More recently, though, the emphasis on jobs became expensive. The famous Chrysler bailout of the 1970s created a hero lionized almost as much as Clint is today: Lee Iacocca. As Chrysler’s chief executive, Iacocca put jobs front and center. “I’m playing with live bullets, with people’s jobs and their lives,” he told reporter Judith Miller in early 1980, after Congress adopted and Jimmy Carter signed legislation providing more than a billion dollars in loans to the company.
The jobs that Iacocca and other automobile executives protected were supposed to save the company and the industry. They didn’t. Supporting a troubled company like Chrysler merely postponed a crisis. It turned out that the auto industry generally couldn’t keep jobs even in prosperity. From 2000 to 2008, the year Eastwood produced and directed “Gran Torino,” an epic movie about the decline of Motor City, auto manufacturing employment nationally dropped by a third, according to a report by the Congressional Research Service.
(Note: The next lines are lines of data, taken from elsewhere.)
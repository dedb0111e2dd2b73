//! Trade notifications.
//!
//! Delivery is fire-and-forget: the engine logs the outcome and never lets
//! it touch a recorded trade.

mod format;
mod telegram;

pub use format::format_trade_notification;
pub use telegram::TelegramNotifier;

use async_trait::async_trait;
use serde::Serialize;

/// What happened to a notification.
#[derive(Debug, Clone, PartialEq, Eq, Serialize)]
#[serde(tag = "status", rename_all = "lowercase")]
pub enum NotificationOutcome {
    Sent,
    Skipped { reason: String },
    Failed { error: String },
}

/// Sink for human-readable trade alerts.
#[cfg_attr(test, mockall::automock)]
#[async_trait]
pub trait Notifier: Send + Sync {
    async fn send(&self, message: &str) -> NotificationOutcome;
}

/// Notifier that drops every message.
#[derive(Debug, Default, Clone, Copy)]
pub struct NoopNotifier;

#[async_trait]
impl Notifier for NoopNotifier {
    async fn send(&self, _message: &str) -> NotificationOutcome {
        NotificationOutcome::Skipped {
            reason: "notifications disabled".to_string(),
        }
    }
}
More evidence: There are states where policy emphasizes jobs less and profit more. Those are the so-called right-to-work states, whose number just increased to 23 from 22. Decade in, decade out, growth in real manufacturing gross domestic product is stronger in these states than in those without right-to-work laws; so is growth in nonfarm employment.
It’s easy to understand why Chrysler and Eastwood, not to mention schoolteachers and screenwriters, opted to perpetuate the old “jobs above all” myth. It’s the dominant storyline, so powerful that it obscures reality. But does it have to be?
Even as the Super Bowl commercials were being readied, lawmakers in Indiana acted on the evidence and passed a right- to-work law. Indiana has plenty of union members, and it hurts to shut out union friends. The governor, Mitch Daniels, came under ferocious attack for backing this bill. The move took as much guts as any stunt in a Western. Yet Daniels, a gubernatorial Eastwood, signed the legislation. In other words, he stared the unions down.
Go ahead, make my day.
Indiana needs the growth. Now there’s a storyline for a Super Bowl commercial.